Stored dataset items:
- - -

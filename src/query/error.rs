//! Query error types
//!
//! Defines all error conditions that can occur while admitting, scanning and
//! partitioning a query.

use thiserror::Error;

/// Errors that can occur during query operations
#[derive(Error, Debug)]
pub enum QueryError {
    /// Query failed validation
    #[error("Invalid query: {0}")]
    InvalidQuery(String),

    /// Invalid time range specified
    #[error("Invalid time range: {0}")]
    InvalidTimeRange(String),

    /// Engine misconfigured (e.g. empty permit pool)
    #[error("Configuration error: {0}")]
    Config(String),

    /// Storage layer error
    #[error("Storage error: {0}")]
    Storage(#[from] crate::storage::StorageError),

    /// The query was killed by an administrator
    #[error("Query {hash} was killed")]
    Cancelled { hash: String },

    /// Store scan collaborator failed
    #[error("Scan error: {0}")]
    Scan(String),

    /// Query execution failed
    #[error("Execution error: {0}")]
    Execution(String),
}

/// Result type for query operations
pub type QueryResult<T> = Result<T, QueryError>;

- - -

• Required action
Your reply should consist of one number: how many lines in the entries contain the string "Storage".

• Final answer
3